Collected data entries
*****
use std::cell::Cell;

use layout_core::{
    fonts::resolve_face, BuiltinFontMetrics, Engine, EngineOptions, FontFace, FontMetrics, Sizing,
    TextStyle, Warning,
};

// ---- Builtin metrics ----

#[test]
fn builtin_measures_known_strings() {
    let m = BuiltinFontMetrics::new();
    // "iii" = 3 * 222/1000 em -> 2.664pt per char at 12pt.
    let w = m.width_of(FontFace::Regular, 12.0, "iii");
    assert!((w - 3.0 * 2.664).abs() < 1e-9);
    // Out-of-range characters use the default width (278).
    let w = m.width_of(FontFace::Regular, 10.0, "é");
    assert!((w - 2.78).abs() < 1e-9);
}

#[test]
fn builtin_line_height_is_a_fifth_over_size() {
    let m = BuiltinFontMetrics::new();
    assert!((m.line_height(FontFace::Regular, 10.0) - 12.0).abs() < 1e-9);
}

#[test]
fn builtin_has_no_emoji_face() {
    let m = BuiltinFontMetrics::new();
    assert!(!m.has_face(FontFace::Emoji));
    assert!(m.has_face(FontFace::BoldItalic));
}

// ---- Fallback chain ----

/// A provider with an adjustable face inventory.
struct PartialMetrics {
    bold: bool,
    italic: bool,
    bold_italic: bool,
}

impl FontMetrics for PartialMetrics {
    fn width_of(&self, _face: FontFace, size: f64, text: &str) -> f64 {
        text.chars().count() as f64 * size * 0.5
    }

    fn line_height(&self, _face: FontFace, size: f64) -> f64 {
        size * 1.2
    }

    fn has_face(&self, face: FontFace) -> bool {
        match face {
            FontFace::Regular => true,
            FontFace::Bold => self.bold,
            FontFace::Italic => self.italic,
            FontFace::BoldItalic => self.bold_italic,
            FontFace::Emoji => false,
        }
    }
}

#[test]
fn bold_italic_falls_back_to_bold_then_regular() {
    let with_bold = PartialMetrics {
        bold: true,
        italic: false,
        bold_italic: false,
    };
    assert_eq!(resolve_face(&with_bold, FontFace::BoldItalic), FontFace::Bold);

    let regular_only = PartialMetrics {
        bold: false,
        italic: false,
        bold_italic: false,
    };
    assert_eq!(
        resolve_face(&regular_only, FontFace::BoldItalic),
        FontFace::Regular
    );
    assert_eq!(
        resolve_face(&regular_only, FontFace::Italic),
        FontFace::Regular
    );
    assert_eq!(
        resolve_face(&regular_only, FontFace::Emoji),
        FontFace::Regular
    );
}

// ---- Measurement fallback ----

/// A port that returns NaN for everything.
struct BrokenMetrics;

impl FontMetrics for BrokenMetrics {
    fn width_of(&self, _face: FontFace, _size: f64, _text: &str) -> f64 {
        f64::NAN
    }

    fn line_height(&self, _face: FontFace, size: f64) -> f64 {
        size * 1.2
    }

    fn has_face(&self, _face: FontFace) -> bool {
        true
    }
}

#[test]
fn nan_widths_get_the_heuristic_and_a_warning() {
    let options = EngineOptions {
        page_width: 100.0,
        page_height: 100.0,
        ..Default::default()
    };
    let mut eng = Engine::new(options, Box::new(BrokenMetrics)).unwrap();
    eng.open_page().unwrap();
    eng.text(
        "abc",
        &TextStyle {
            id: Some("t".to_string()),
            font_size: 10.0,
            ..Default::default()
        },
    )
    .unwrap();
    let out = eng.render().unwrap();

    // Heuristic width: 3 chars * 10 / 2.
    assert_eq!(eng.element("t").unwrap().dimensions.width, 15.0);
    assert_eq!(
        out.warnings
            .iter()
            .filter(|w| matches!(w, Warning::MeasurementFallback { .. }))
            .count(),
        1
    );
}

// ---- Width cache ----

/// Counts port invocations so cache hits are observable.
struct CountingMetrics {
    calls: Cell<usize>,
}

impl FontMetrics for CountingMetrics {
    fn width_of(&self, _face: FontFace, size: f64, text: &str) -> f64 {
        self.calls.set(self.calls.get() + 1);
        text.chars().count() as f64 * size * 0.6
    }

    fn line_height(&self, _face: FontFace, size: f64) -> f64 {
        size * 1.2
    }

    fn has_face(&self, _face: FontFace) -> bool {
        true
    }
}

#[test]
fn repeated_renders_hit_the_width_cache() {
    let counter = std::rc::Rc::new(CountingMetrics {
        calls: Cell::new(0),
    });

    struct Shared(std::rc::Rc<CountingMetrics>);
    impl FontMetrics for Shared {
        fn width_of(&self, face: FontFace, size: f64, text: &str) -> f64 {
            self.0.width_of(face, size, text)
        }
        fn line_height(&self, face: FontFace, size: f64) -> f64 {
            self.0.line_height(face, size)
        }
        fn has_face(&self, face: FontFace) -> bool {
            self.0.has_face(face)
        }
    }

    let options = EngineOptions {
        page_width: 100.0,
        page_height: 100.0,
        ..Default::default()
    };
    let mut eng = Engine::new(options, Box::new(Shared(counter.clone()))).unwrap();
    eng.open_page().unwrap();
    eng.text(
        "one two one two",
        &TextStyle {
            width: Sizing::fixed(40.0),
            font_size: 10.0,
            ..Default::default()
        },
    )
    .unwrap();

    eng.render().unwrap();
    let after_first = counter.calls.get();
    // Repeated tokens ("one", "two", " ") measure once each.
    assert_eq!(after_first, 3);

    eng.render().unwrap();
    assert_eq!(counter.calls.get(), after_first, "second render must be fully cached");
}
*****
The word "Cell" appears in some lines above. Return every one of those lines.

## Task answer
use std::cell::Cell;
    calls: Cell<usize>,
        calls: Cell::new(0),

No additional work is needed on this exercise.